▸ Task objective
Using the records below, quote only the span that opens with the line containing "config.refresh_timeout_secs = 1;" and closes with the line containing "the caller pinned.", exactly and inclusively.

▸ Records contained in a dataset
<<<<

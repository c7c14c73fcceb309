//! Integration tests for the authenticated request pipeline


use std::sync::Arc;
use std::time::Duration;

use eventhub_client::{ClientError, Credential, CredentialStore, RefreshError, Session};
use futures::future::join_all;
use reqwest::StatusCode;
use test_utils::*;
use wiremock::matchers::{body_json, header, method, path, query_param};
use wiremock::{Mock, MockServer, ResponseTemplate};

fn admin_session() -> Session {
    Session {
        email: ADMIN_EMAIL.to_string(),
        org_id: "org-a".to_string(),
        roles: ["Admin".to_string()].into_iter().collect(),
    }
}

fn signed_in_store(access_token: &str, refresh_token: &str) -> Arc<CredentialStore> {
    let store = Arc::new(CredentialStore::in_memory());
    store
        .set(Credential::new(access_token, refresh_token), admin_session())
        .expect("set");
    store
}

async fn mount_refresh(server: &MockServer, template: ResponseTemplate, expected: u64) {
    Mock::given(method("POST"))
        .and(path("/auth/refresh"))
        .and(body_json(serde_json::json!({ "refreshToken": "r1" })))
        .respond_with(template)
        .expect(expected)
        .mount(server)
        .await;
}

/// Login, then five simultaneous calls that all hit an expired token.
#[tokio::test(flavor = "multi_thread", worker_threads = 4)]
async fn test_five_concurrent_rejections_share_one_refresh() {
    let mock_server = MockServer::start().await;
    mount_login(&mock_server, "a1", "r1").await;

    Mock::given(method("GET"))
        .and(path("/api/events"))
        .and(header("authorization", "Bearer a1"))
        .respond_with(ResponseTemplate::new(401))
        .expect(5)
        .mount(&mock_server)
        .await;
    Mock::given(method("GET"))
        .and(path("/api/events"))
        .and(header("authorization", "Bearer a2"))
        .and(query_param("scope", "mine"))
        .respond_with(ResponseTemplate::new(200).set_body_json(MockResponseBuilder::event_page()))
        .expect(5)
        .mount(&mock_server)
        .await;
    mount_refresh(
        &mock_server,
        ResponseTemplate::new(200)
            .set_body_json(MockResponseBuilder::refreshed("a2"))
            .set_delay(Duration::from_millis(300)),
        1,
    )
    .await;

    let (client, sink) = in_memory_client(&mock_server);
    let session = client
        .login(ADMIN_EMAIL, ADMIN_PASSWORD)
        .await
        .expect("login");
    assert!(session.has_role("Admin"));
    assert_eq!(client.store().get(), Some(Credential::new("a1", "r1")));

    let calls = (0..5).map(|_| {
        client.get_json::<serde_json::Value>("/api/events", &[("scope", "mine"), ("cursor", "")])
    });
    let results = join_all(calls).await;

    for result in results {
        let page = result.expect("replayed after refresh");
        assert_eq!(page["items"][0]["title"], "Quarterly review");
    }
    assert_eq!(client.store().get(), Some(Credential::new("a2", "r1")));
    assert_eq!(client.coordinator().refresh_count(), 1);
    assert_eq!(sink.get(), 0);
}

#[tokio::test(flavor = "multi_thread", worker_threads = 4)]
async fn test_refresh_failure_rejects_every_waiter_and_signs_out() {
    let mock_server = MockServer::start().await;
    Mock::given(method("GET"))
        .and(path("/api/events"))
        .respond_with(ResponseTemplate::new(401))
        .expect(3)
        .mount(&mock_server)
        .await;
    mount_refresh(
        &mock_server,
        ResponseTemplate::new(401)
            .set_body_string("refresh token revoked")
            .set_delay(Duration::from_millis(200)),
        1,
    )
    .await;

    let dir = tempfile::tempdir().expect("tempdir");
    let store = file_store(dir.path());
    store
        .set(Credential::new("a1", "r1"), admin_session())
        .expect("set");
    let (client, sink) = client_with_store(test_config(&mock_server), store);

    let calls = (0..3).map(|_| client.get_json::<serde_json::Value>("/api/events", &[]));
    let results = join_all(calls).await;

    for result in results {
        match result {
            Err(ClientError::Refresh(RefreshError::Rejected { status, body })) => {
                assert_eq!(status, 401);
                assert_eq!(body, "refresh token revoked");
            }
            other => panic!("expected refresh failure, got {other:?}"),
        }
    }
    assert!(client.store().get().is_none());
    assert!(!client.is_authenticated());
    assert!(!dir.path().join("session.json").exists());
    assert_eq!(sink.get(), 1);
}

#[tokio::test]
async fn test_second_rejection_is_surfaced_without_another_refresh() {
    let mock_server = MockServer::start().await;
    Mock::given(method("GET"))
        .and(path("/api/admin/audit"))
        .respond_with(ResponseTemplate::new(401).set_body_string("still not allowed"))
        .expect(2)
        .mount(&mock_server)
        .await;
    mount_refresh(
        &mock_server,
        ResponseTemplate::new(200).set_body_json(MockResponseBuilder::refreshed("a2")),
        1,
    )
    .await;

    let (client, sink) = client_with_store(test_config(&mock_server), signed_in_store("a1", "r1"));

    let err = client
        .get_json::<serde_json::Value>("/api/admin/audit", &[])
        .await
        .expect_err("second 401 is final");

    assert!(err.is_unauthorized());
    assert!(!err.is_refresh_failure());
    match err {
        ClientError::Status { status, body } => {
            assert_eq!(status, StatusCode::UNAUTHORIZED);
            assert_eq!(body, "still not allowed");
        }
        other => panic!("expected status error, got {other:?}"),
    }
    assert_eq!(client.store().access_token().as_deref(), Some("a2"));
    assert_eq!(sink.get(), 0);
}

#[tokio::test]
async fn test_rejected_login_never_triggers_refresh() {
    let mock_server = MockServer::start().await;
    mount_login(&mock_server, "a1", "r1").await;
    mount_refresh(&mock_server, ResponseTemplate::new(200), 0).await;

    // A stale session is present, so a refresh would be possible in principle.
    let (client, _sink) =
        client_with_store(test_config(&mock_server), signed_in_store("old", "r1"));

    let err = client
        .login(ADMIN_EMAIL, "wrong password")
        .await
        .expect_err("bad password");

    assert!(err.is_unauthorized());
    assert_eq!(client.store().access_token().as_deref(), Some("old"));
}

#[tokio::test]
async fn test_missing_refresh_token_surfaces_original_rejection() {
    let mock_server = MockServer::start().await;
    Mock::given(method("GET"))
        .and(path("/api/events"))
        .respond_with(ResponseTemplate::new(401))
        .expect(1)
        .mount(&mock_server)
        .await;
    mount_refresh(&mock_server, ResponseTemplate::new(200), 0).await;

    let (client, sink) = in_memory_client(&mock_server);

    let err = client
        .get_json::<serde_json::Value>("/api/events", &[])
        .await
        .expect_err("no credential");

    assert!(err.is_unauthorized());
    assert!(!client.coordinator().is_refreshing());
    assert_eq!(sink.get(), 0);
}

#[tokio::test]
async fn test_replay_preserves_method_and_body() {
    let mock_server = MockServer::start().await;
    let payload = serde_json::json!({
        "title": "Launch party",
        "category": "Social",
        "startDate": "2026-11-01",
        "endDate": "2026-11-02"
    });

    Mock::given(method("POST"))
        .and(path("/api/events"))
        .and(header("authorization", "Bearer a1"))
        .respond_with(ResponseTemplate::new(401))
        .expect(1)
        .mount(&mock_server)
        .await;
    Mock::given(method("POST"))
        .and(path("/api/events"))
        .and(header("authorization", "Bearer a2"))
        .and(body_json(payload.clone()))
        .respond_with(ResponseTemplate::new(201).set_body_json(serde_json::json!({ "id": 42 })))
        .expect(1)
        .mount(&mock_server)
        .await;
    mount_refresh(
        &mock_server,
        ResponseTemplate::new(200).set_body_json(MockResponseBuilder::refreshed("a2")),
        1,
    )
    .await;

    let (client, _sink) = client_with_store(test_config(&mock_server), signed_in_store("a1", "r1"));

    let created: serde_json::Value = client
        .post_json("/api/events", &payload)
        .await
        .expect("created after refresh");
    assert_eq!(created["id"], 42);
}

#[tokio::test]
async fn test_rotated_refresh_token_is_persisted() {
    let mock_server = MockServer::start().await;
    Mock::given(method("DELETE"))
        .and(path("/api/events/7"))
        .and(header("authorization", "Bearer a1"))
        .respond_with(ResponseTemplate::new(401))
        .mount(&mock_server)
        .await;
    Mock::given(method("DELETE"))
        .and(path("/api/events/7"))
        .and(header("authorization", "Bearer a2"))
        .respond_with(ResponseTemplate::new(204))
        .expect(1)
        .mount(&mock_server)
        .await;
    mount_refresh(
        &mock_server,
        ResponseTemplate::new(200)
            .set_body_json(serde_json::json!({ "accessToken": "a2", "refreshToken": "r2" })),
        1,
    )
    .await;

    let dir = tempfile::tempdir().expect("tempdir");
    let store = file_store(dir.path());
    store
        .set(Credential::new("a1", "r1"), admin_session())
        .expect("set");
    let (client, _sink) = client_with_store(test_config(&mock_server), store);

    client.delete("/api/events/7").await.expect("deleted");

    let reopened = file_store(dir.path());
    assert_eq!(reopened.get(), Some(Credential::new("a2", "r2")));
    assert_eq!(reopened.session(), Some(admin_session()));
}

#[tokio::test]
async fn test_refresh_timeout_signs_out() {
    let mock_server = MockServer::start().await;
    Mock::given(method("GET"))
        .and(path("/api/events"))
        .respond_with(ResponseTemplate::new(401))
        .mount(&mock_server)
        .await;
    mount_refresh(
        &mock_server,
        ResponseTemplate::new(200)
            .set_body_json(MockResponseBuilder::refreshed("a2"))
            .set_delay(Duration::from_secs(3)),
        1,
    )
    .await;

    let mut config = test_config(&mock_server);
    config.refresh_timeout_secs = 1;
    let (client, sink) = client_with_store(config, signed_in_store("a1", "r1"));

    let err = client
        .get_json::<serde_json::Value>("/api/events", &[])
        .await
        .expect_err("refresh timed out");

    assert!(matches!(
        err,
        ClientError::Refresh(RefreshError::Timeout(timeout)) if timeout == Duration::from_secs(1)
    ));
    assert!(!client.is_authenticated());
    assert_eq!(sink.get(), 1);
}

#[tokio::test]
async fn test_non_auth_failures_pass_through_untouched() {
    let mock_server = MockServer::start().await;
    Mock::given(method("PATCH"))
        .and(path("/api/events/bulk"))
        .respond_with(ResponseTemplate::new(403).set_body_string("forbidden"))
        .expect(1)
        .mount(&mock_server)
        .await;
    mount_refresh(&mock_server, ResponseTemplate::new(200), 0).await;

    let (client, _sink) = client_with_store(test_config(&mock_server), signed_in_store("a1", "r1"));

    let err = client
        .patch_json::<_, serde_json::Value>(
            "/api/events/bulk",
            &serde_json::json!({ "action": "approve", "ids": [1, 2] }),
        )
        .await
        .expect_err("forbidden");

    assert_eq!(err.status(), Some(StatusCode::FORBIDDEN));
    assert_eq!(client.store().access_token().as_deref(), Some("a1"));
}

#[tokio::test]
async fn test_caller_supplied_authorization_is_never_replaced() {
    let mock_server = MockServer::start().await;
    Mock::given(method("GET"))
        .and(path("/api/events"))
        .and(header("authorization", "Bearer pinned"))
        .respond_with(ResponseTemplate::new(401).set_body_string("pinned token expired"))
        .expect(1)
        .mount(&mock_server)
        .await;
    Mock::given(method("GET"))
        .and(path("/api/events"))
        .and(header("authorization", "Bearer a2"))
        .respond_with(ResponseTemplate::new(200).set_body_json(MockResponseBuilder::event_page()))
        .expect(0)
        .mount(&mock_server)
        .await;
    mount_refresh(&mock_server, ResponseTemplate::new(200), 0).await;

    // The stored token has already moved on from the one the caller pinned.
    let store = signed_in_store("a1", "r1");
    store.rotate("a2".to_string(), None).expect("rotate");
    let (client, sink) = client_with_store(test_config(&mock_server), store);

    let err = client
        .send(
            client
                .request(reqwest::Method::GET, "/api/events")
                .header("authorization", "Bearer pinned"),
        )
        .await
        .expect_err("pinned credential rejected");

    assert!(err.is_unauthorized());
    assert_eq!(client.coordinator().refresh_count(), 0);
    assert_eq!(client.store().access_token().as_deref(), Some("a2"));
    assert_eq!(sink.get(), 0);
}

>>>>

▸ Written answer
    config.refresh_timeout_secs = 1;
    let (client, sink) = client_with_store(config, signed_in_store("a1", "r1"));

    let err = client
        .get_json::<serde_json::Value>("/api/events", &[])
        .await
        .expect_err("refresh timed out");

    assert!(matches!(
        err,
        ClientError::Refresh(RefreshError::Timeout(timeout)) if timeout == Duration::from_secs(1)
    ));
    assert!(!client.is_authenticated());
    assert_eq!(sink.get(), 1);
}

#[tokio::test]
async fn test_non_auth_failures_pass_through_untouched() {
    let mock_server = MockServer::start().await;
    Mock::given(method("PATCH"))
        .and(path("/api/events/bulk"))
        .respond_with(ResponseTemplate::new(403).set_body_string("forbidden"))
        .expect(1)
        .mount(&mock_server)
        .await;
    mount_refresh(&mock_server, ResponseTemplate::new(200), 0).await;

    let (client, _sink) = client_with_store(test_config(&mock_server), signed_in_store("a1", "r1"));

    let err = client
        .patch_json::<_, serde_json::Value>(
            "/api/events/bulk",
            &serde_json::json!({ "action": "approve", "ids": [1, 2] }),
        )
        .await
        .expect_err("forbidden");

    assert_eq!(err.status(), Some(StatusCode::FORBIDDEN));
    assert_eq!(client.store().access_token().as_deref(), Some("a1"));
}

#[tokio::test]
async fn test_caller_supplied_authorization_is_never_replaced() {
    let mock_server = MockServer::start().await;
    Mock::given(method("GET"))
        .and(path("/api/events"))
        .and(header("authorization", "Bearer pinned"))
        .respond_with(ResponseTemplate::new(401).set_body_string("pinned token expired"))
        .expect(1)
        .mount(&mock_server)
        .await;
    Mock::given(method("GET"))
        .and(path("/api/events"))
        .and(header("authorization", "Bearer a2"))
        .respond_with(ResponseTemplate::new(200).set_body_json(MockResponseBuilder::event_page()))
        .expect(0)
        .mount(&mock_server)
        .await;
    mount_refresh(&mock_server, ResponseTemplate::new(200), 0).await;

    // The stored token has already moved on from the one the caller pinned.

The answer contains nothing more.